Während wir uns diskret Schweiß von den Nasen tupfen, erzählt mir mein Bekannter die Geschichte der Gertrudenlinde. Vor vielen, vielen Jahren, erzählt mein Bekannter, wurde ein Waisenmädchen zu Unrecht des Diebstahls beschuldigt. Bei ihrer Hinrichtung steckte sie einen Zweig in den Boden und erklärte, dass sie unschuldig sei und ihre Unschuld bewiesen werde, wenn aus dem Zweig ein Baum erwachse. Sie wurde zwar hingerichtet, aber zumindest ihre Unschuld konnte dank der Linde, unter der wir jetzt sitzen, noch bewiesen werden. Ich denke darüber nach, ob das arme Waisenmädchen vielleicht auch eine Dichterin war und über das Gespräch der Tiere und ganz besonders der Bäume Bescheid wusste. Ich denke darüber nach, ob das dichtende Waisenmädchen vielleicht ein wenig zu außerhäusig gelebt hat und deswegen am Ende doch ihre ahnungslosen Arbeitgeber bestehlen musste.

Davon aber will mein Bekannter nichts wissen.

„Nein, nein, sie war unschuldig“, behauptet er, so als hätte ich seine Ehre verletzt und nicht die des dichtenden Waisenmädchens.

„Mir ist so was Ähnliches auch mal passiert“, sage ich.

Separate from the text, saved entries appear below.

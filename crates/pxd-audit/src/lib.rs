//! pxd-audit
//!
//! Append-only JSONL audit log for ledger events, one event per line, keys
//! sorted. With the hash chain on, every line carries `hash_prev` (the
//! previous line's `hash_self`) and `hash_self` (SHA-256 of the line's
//! canonical JSON without `hash_self`), so any edit, insertion or deletion
//! shows up in [`verify_hash_chain`].

use anyhow::{Context, Result};
use chrono::{DateTime, Utc};
use serde::{Deserialize, Serialize};
use serde_json::Value;
use sha2::{Digest, Sha256};
use std::fs::{self, OpenOptions};
use std::io::Write;
use std::path::{Path, PathBuf};
use uuid::Uuid;

/// Namespace for `event_id` derivation. Changing it changes every id.
const EVENT_ID_NAMESPACE: Uuid = Uuid::from_u128(0x5c1e_7a2b_90d4_4f63_8e0a_d17b_3c42_a9f1);

pub struct AuditWriter {
    path: PathBuf,
    hash_chain: bool,
    last_hash: Option<String>,
    /// Number of events written so far; the next event's seq.
    seq: u64,
}

impl AuditWriter {
    /// Creates the writer and ensures parent dirs exist. Starts a fresh chain.
    pub fn new(path: impl AsRef<Path>, hash_chain: bool) -> Result<Self> {
        let path = path.as_ref().to_path_buf();
        if let Some(parent) = path.parent() {
            fs::create_dir_all(parent).with_context(|| format!("create_dir_all {:?}", parent))?;
        }

        Ok(Self {
            path,
            hash_chain,
            last_hash: None,
            seq: 0,
        })
    }

    /// Open a writer that continues an existing log: the chain resumes from
    /// its last line. A missing file starts a fresh chain.
    ///
    /// Refuses a log whose chain is already broken.
    pub fn resume(path: impl AsRef<Path>, hash_chain: bool) -> Result<Self> {
        let mut w = Self::new(path, hash_chain)?;
        if !w.path.exists() {
            return Ok(w);
        }
        let content = fs::read_to_string(&w.path)
            .with_context(|| format!("read audit log {:?}", w.path))?;
        if hash_chain {
            if let VerifyResult::Broken { line, reason } = verify_hash_chain_str(&content)? {
                anyhow::bail!("AUDIT_CHAIN_BROKEN at line {line}: {reason}");
            }
        }

        let mut seq = 0u64;
        let mut last: Option<AuditEvent> = None;
        for (i, line) in content.lines().enumerate() {
            let trimmed = line.trim();
            if trimmed.is_empty() {
                continue;
            }
            let ev: AuditEvent = serde_json::from_str(trimmed)
                .with_context(|| format!("parse audit event at line {}", i + 1))?;
            seq += 1;
            last = Some(ev);
        }
        w.seq = seq;
        w.last_hash = last.and_then(|ev| ev.hash_self);
        Ok(w)
    }

    pub fn path(&self) -> &Path {
        &self.path
    }

    /// Set last hash explicitly (e.g., after reading last line on restart).
    pub fn set_last_hash(&mut self, last_hash: Option<String>) {
        self.last_hash = last_hash;
    }

    pub fn last_hash(&self) -> Option<String> {
        self.last_hash.clone()
    }

    /// Pair with `set_last_hash` when continuing a log by hand.
    pub fn set_seq(&mut self, seq: u64) {
        self.seq = seq;
    }

    pub fn seq(&self) -> u64 {
        self.seq
    }

    /// Append one event stamped with `ts_utc`.
    pub fn append(
        &mut self,
        stream_id: Uuid,
        ts_utc: DateTime<Utc>,
        topic: &str,
        event_type: &str,
        payload: Value,
    ) -> Result<AuditEvent> {
        let event_id = derive_event_id(self.last_hash.as_deref(), &payload, self.seq)?;

        let mut ev = AuditEvent {
            event_id,
            stream_id,
            ts_utc,
            topic: topic.to_string(),
            event_type: event_type.to_string(),
            payload,
            hash_prev: None,
            hash_self: None,
        };

        if self.hash_chain {
            ev.hash_prev = self.last_hash.clone();
            ev.hash_self = Some(compute_event_hash(&ev)?);
        }

        let line = canonical_json_line(&ev)?;
        append_line(&self.path, &line)?;

        // Only advance once the line is on disk.
        self.seq += 1;
        if self.hash_chain {
            self.last_hash = ev.hash_self.clone();
        }
        Ok(ev)
    }
}

#[derive(Debug, Clone, PartialEq, Serialize, Deserialize)]
pub struct AuditEvent {
    pub event_id: Uuid,
    pub stream_id: Uuid,
    pub ts_utc: DateTime<Utc>,
    pub topic: String,
    pub event_type: String,
    pub payload: Value,
    pub hash_prev: Option<String>,
    pub hash_self: Option<String>,
}

/// UUIDv5 over `(previous hash, canonical payload, seq)`. The same log
/// content always yields the same ids.
pub fn derive_event_id(prev_hash: Option<&str>, payload: &Value, seq: u64) -> Result<Uuid> {
    let payload = canonical_json_line(payload)?;
    let name = format!("{}|{}|{}", prev_hash.unwrap_or("-"), payload, seq);
    Ok(Uuid::new_v5(&EVENT_ID_NAMESPACE, name.as_bytes()))
}

fn append_line(path: &Path, line: &str) -> Result<()> {
    let mut f = OpenOptions::new()
        .create(true)
        .append(true)
        .open(path)
        .with_context(|| format!("open audit log {:?}", path))?;
    f.write_all(line.as_bytes())
        .context("write audit line failed")?;
    f.write_all(b"\n").context("write newline failed")?;
    Ok(())
}

/// Sorted keys, compact JSON.
fn canonical_json_line<T: Serialize>(v: &T) -> Result<String> {
    let raw = serde_json::to_value(v).context("serialize audit event failed")?;
    let sorted = sort_keys(&raw);
    serde_json::to_string(&sorted).context("json stringify failed")
}

fn sort_keys(v: &Value) -> Value {
    match v {
        Value::Object(map) => {
            let mut keys: Vec<_> = map.keys().cloned().collect();
            keys.sort();
            let mut new = serde_json::Map::new();
            for k in keys {
                new.insert(k.clone(), sort_keys(&map[&k]));
            }
            Value::Object(new)
        }
        Value::Array(arr) => Value::Array(arr.iter().map(sort_keys).collect()),
        _ => v.clone(),
    }
}

/// Hash of the event's canonical JSON with `hash_self` cleared.
pub fn compute_event_hash(ev: &AuditEvent) -> Result<String> {
    let mut clone = ev.clone();
    clone.hash_self = None;

    let canonical = canonical_json_line(&clone)?;
    let mut hasher = Sha256::new();
    hasher.update(canonical.as_bytes());
    Ok(hex::encode(hasher.finalize()))
}

/// Verify the hash chain of an audit log file.
pub fn verify_hash_chain(path: impl AsRef<Path>) -> Result<VerifyResult> {
    let content = fs::read_to_string(path.as_ref())
        .with_context(|| format!("read audit log {:?}", path.as_ref()))?;
    verify_hash_chain_str(&content)
}

/// Same as [`verify_hash_chain`] on in-memory JSONL content.
///
/// Unparseable lines are errors; a parseable line that does not chain is
/// `Broken` with its 1-based line number.
pub fn verify_hash_chain_str(content: &str) -> Result<VerifyResult> {
    let mut prev_hash: Option<String> = None;
    let mut line_count = 0usize;

    for (i, line) in content.lines().enumerate() {
        let trimmed = line.trim();
        if trimmed.is_empty() {
            continue;
        }

        let ev: AuditEvent = serde_json::from_str(trimmed)
            .with_context(|| format!("parse audit event at line {}", i + 1))?;

        line_count += 1;

        if ev.hash_prev != prev_hash {
            return Ok(VerifyResult::Broken {
                line: i + 1,
                reason: format!(
                    "hash_prev mismatch: expected {:?}, got {:?}",
                    prev_hash, ev.hash_prev
                ),
            });
        }

        if let Some(ref claimed_hash) = ev.hash_self {
            let recomputed = compute_event_hash(&ev)?;
            if *claimed_hash != recomputed {
                return Ok(VerifyResult::Broken {
                    line: i + 1,
                    reason: format!(
                        "hash_self mismatch: claimed {}, recomputed {}",
                        claimed_hash, recomputed
                    ),
                });
            }
        }

        prev_hash = ev.hash_self.clone();
    }

    Ok(VerifyResult::Valid { lines: line_count })
}

#[derive(Debug, Clone, PartialEq, Eq)]
pub enum VerifyResult {
    Valid { lines: usize },
    /// First line (1-based) where the chain does not hold.
    Broken { line: usize, reason: String },
}

#[cfg(test)]
mod tests {
    use super::*;
    use serde_json::json;

    #[test]
    fn sort_keys_is_recursive() {
        let v = json!({"b": 1, "a": {"d": [ {"z": 1, "y": 2} ], "c": 0}});
        let s = serde_json::to_string(&sort_keys(&v)).unwrap();
        assert_eq!(s, r#"{"a":{"c":0,"d":[{"y":2,"z":1}]},"b":1}"#);
    }

    #[test]
    fn event_id_depends_on_chain_position() {
        let p = json!({"trade": 7});
        let a = derive_event_id(None, &p, 0).unwrap();
        assert_eq!(a, derive_event_id(None, &p, 0).unwrap());
        assert_ne!(a, derive_event_id(None, &p, 1).unwrap());
        assert_ne!(a, derive_event_id(Some("abc"), &p, 0).unwrap());
        assert_eq!(a.get_version_num(), 5);
    }

    #[test]
    fn key_order_does_not_change_event_id() {
        let a = derive_event_id(None, &json!({"x": 1, "y": 2}), 3).unwrap();
        let b = derive_event_id(None, &json!({"y": 2, "x": 1}), 3).unwrap();
        assert_eq!(a, b);
    }

    #[test]
    fn empty_content_is_valid() {
        assert_eq!(
            verify_hash_chain_str("\n\n").unwrap(),
            VerifyResult::Valid { lines: 0 }
        );
    }
}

Mein Bekannter schaut mich verwundert an. „Wie?“, fragt er. „Was?“

„Na, letztes Jahr, da hatte irgendwer bei uns im Treppenhaus eine Bierflasche fallen lassen. Im zweiten Stock, also genau vor unserer Wohnungstür. Und meine Nachbarin dachte, ich sei es gewesen. Aber ich war es nicht.“

„Aha“, sagt mein Bekannter unsicher. „Und dann?“

„Na, ich habe meine Unschuld versichert. Also beteuert, dass ich es nicht war“, sage ich, und meine Stimme wird ein wenig brüchig, und ich fühle mich wie ein dichtendes Waisenmädchen. „Mir hat keiner geglaubt, und ich habe die Scherben trotzdem wegfegen müssen. Obwohl ich unschuldig war.“

„Na, das ist jetzt aber nicht ganz das Gleiche“, sagt mein Bekannter.

„Habe ich ja auch nicht behauptet, dass es das Gleiche ist“, schnappe ich. „Ich habe gesagt, dass mir etwas Ähnliches passiert ist.“

Wir schweigen. Die Stimmung ist auf dem Tiefpunkt. Was, wenn mir hier in Oldenburg überhaupt nichts Unheimliches mehr passiert? Was, wenn das Unheimliche bereits passiert ist, und ich es schlicht nicht bemerkt habe? Außerdem ist mir natürlich klar, dass mein Bekannter recht hat. Meine Geschichte ist überhaupt nicht zu vergleichen mit dem tragischen Schicksal des unschuldigen Waisenmädchens. Die Zeit der Abenteuer ist vorbei. Wie soll man heute noch Schriftstellerin sein? Von welchen fantastischen, unglaublichen, tragischen, mitreißenden, außergewöhnlichen Begebenheiten soll man erzählen, wenn einem nichts Aufregenderes im Leben passiert, als dass man die Scherben einer Bierflasche, die man gar nicht selbst zerbrochen hat, zusammenfegen muss?